I set up my shelter at reflection pond, which still has a big snowchunk in it, and use the last of the light to stuff dinner into my face. 24.5 miles today.

Day 11  
My feet hurt so bad at night that I have to take an ibuprofen to sleep. I try not to do this because ibuprofen is bad for gut flora, but not sleeping is bad for all my systems, so… first ibuprofen of the trail. May my body adapt quickly, so that I hardly need them.

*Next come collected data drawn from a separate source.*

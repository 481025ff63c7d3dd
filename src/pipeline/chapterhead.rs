//! Chapter-heading insertion.
//!
//! Each page's title lives in the nav config, not in the page itself; this
//! filter materialises it as an Atx header at the page's nesting level,
//! followed by a blank line so the heading never butts up against the first
//! line of content.

use crate::error::FlattenError;
use crate::pipeline::LineFilter;

/// Prepends `"#" * level + " " + title` and a blank line to a page.
pub struct ChapterheadFilter {
    level: usize,
    title: String,
}

impl ChapterheadFilter {
    pub fn new(level: usize, title: impl Into<String>) -> Self {
        Self {
            level,
            title: title.into(),
        }
    }
}

impl LineFilter for ChapterheadFilter {
    fn run(&self, lines: Vec<String>) -> Result<Vec<String>, FlattenError> {
        let mut out = Vec::with_capacity(lines.len() + 2);
        out.push(format!("{} {}", "#".repeat(self.level), self.title));
        out.push(String::new());
        out.extend(lines);
        Ok(out)
    }
}
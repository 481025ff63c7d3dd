//! Anchor-tag stripping.
//!
//! Docs sites drop `<a name="..."></a>` targets next to headings so deep
//! links resolve; a flat document has no use for them and most downstream
//! renderers print them literally.

use crate::error::FlattenError;
use crate::pipeline::LineFilter;
use once_cell::sync::Lazy;
use regex::Regex;

static RE_ANCHOR: Lazy<Regex> =
    Lazy::new(|| Regex::new(r#"<a\s+name=[^>]*>\s*</a>"#).expect("anchor regex"));

/// Removes `<a name=...></a>` tags, leaving surrounding text intact.
pub struct AnchorFilter;

impl LineFilter for AnchorFilter {
    fn run(&self, lines: Vec<String>) -> Result<Vec<String>, FlattenError> {
        Ok(lines
            .into_iter()
            .map(|line| RE_ANCHOR.replace_all(&line, "").into_owned())
            .collect())
    }
}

Up and down through the alpine flower garden where I now, apparently, live. The sun roasts me and my feet hurt like whoa. They’re ready for town. Tomorrow, I tell them. Tomorrow! I get so hot I dunk my whole body in a stream, and then I am new again. I cruise on or around the ridge all day, just me and the paintbrush and the yarrow and the daisies and the tiger lillies and the biting flies and the bees. I find a flat spot just after grizzly peak and make too much dinner and eat it anyway, fall asleep before it’s even dark. 22.5 miles.

Day 12
It’s downhill almost all the 13.5 miles to the highway and stevens pass and I get tunnel vision thinking about hashbrowns with ketchup and before I know it I can see the highway below me, winding like a grey snake through the mountains. Then I get reception and the pings start coming in my phone and I feel anxiety for the first time in a while and I have to talk myself down off this ledge of anticipation because I’m going to trip over a root and break my leg if I don’t pay attention to the trail.

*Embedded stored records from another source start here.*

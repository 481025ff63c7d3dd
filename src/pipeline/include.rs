//! Include-directive expansion.
//!
//! Pages may pull in shared fragments with `{!path!}` directives, resolved
//! relative to a base directory. Expansion splices the fragment into the
//! directive's line: text before the directive prefixes the fragment's
//! first line, text after it suffixes the last. Fragments may themselves
//! contain directives; passes repeat until none remain, bounded by
//! [`MAX_INCLUDE_DEPTH`] so an include cycle surfaces as an error instead
//! of a hang.

use crate::error::FlattenError;
use crate::io;
use crate::pipeline::LineFilter;
use encoding_rs::Encoding;
use once_cell::sync::Lazy;
use regex::Regex;
use std::path::PathBuf;

/// Nesting limit for include expansion. Deeper than any sane docs tree;
/// shallower than a stack overflow.
pub const MAX_INCLUDE_DEPTH: usize = 64;

pub(crate) static RE_INCLUDE: Lazy<Regex> =
    Lazy::new(|| Regex::new(r"\{!\s*(.+?)\s*!\}").expect("include regex"));

/// Expands `{!path!}` directives relative to a base directory.
pub struct IncludeFilter {
    base_path: PathBuf,
    encoding: &'static Encoding,
}

impl IncludeFilter {
    pub fn new(base_path: impl Into<PathBuf>, encoding: &'static Encoding) -> Self {
        Self {
            base_path: base_path.into(),
            encoding,
        }
    }

    /// Expand the first directive on every line that has one.
    ///
    /// One pass is enough for sibling directives on separate lines; nested
    /// directives (inside fragments) and second directives on the same line
    /// are picked up by the caller's next pass.
    fn expand_once(&self, lines: Vec<String>) -> Result<Vec<String>, FlattenError> {
        let mut out = Vec::with_capacity(lines.len());
        for line in lines {
            let Some(caps) = RE_INCLUDE.captures(&line) else {
                out.push(line);
                continue;
            };
            let whole = caps.get(0).map(|m| (m.start(), m.end())).unwrap_or((0, 0));
            let target = self.base_path.join(&caps[1]);
            let fragment =
                io::read_lines(&target, self.encoding, |source| {
                    FlattenError::IncludeUnreadable {
                        path: target.clone(),
                        source,
                    }
                })?;

            let prefix = &line[..whole.0];
            let suffix = &line[whole.1..];
            match fragment.len() {
                0 => out.push(format!("{prefix}{suffix}")),
                1 => out.push(format!("{prefix}{}{suffix}", fragment[0])),
                n => {
                    out.push(format!("{prefix}{}", fragment[0]));
                    out.extend(fragment[1..n - 1].iter().cloned());
                    out.push(format!("{}{suffix}", fragment[n - 1]));
                }
            }
        }
        Ok(out)
    }
}

impl LineFilter for IncludeFilter {
    fn run(&self, mut lines: Vec<String>) -> Result<Vec<String>, FlattenError> {
        let mut depth = 0;
        loop {
            let Some(pending) = lines.iter().find_map(|l| {
                RE_INCLUDE
                    .captures(l)
                    .map(|c| self.base_path.join(&c[1]))
            }) else {
                return Ok(lines);
            };
            if depth >= MAX_INCLUDE_DEPTH {
                return Err(FlattenError::IncludeDepthExceeded {
                    path: pending,
                    depth: MAX_INCLUDE_DEPTH,
                });
            }
            lines = self.expand_once(lines)?;
            depth += 1;
        }
    }
}

#[cfg(test)]
mod tests {
    use super::*;
    use crate::pipeline::lines;
    use std::fs;
    use tempfile::TempDir;

    fn utf8() -> &'static Encoding {
        encoding_rs::UTF_8
    }

    fn write(dir: &TempDir, name: &str, content: &str) {
        fs::write(dir.path().join(name), content).expect("write fragment");
    }

    #[test]
    fn expands_multi_line_fragment() {
        let dir = TempDir::new().unwrap();
        write(&dir, "frag.md", "one\ntwo\nthree\n");
        let f = IncludeFilter::new(dir.path(), utf8());
        let out = f.run(lines(&["before", "{!frag.md!}", "after"])).unwrap();
        assert_eq!(out, vec!["before", "one", "two", "three", "after"]);
    }

    #[test]
    fn splices_prefix_and_suffix_text() {
        let dir = TempDir::new().unwrap();
        write(&dir, "frag.md", "one\ntwo\n");
        let f = IncludeFilter::new(dir.path(), utf8());
        let out = f.run(lines(&["pre {!frag.md!} post"])).unwrap();
        assert_eq!(out, vec!["pre one", "two post"]);
    }

    #[test]
    fn single_line_fragment_stays_inline() {
        let dir = TempDir::new().unwrap();
        write(&dir, "v.md", "1.2.3\n");
        let f = IncludeFilter::new(dir.path(), utf8());
        let out = f.run(lines(&["Version {!v.md!} released"])).unwrap();
        assert_eq!(out, vec!["Version 1.2.3 released"]);
    }

    #[test]
    fn nested_includes_expand() {
        let dir = TempDir::new().unwrap();
        write(&dir, "outer.md", "o1\n{!inner.md!}\no2\n");
        write(&dir, "inner.md", "i1\n");
        let f = IncludeFilter::new(dir.path(), utf8());
        let out = f.run(lines(&["{!outer.md!}"])).unwrap();
        assert_eq!(out, vec!["o1", "i1", "o2"]);
    }

    #[test]
    fn missing_fragment_is_fatal() {
        let dir = TempDir::new().unwrap();
        let f = IncludeFilter::new(dir.path(), utf8());
        let err = f.run(lines(&["{!nope.md!}"])).unwrap_err();
        assert!(matches!(err, FlattenError::IncludeUnreadable { .. }));
    }

    #[test]
    fn include_cycle_hits_depth_limit() {
        let dir = TempDir::new().unwrap();
        write(&dir, "a.md", "{!b.md!}\n");
        write(&dir, "b.md", "{!a.md!}\n");
        let f = IncludeFilter::new(dir.path(), utf8());
        let err = f.run(lines(&["{!a.md!}"])).unwrap_err();
        assert!(matches!(err, FlattenError::IncludeDepthExceeded { .. }));
    }

    #[test]
    fn no_directives_is_identity() {
        let dir = TempDir::new().unwrap();
        let f = IncludeFilter::new(dir.path(), utf8());
        let input = lines(&["plain", "text"]);
        assert_eq!(f.run(input.clone()).unwrap(), input);
    }
}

There are a bunch of hikers at stevens pass and five of us try to hitch to Skykomish, which seems impossible, but then a van pulls over! In skykomish I have an ok lettuce burger at the deli and we catch another ride to the Dinsmores, who are kind trail angels 6 miles outside of town. They have a bunkhouse and showers and loaner clothes and there is a dog there to pet!! Bless!! And time slows down and I feel alright again. I fall asleep in a bunk surrounded by other snoring hikers with the door open to the outside because we all require Lots of Air and BNSF intermodals blow by in the night, on the highline en route to Chicago. Tomorrow I am going to hike very little, if at all.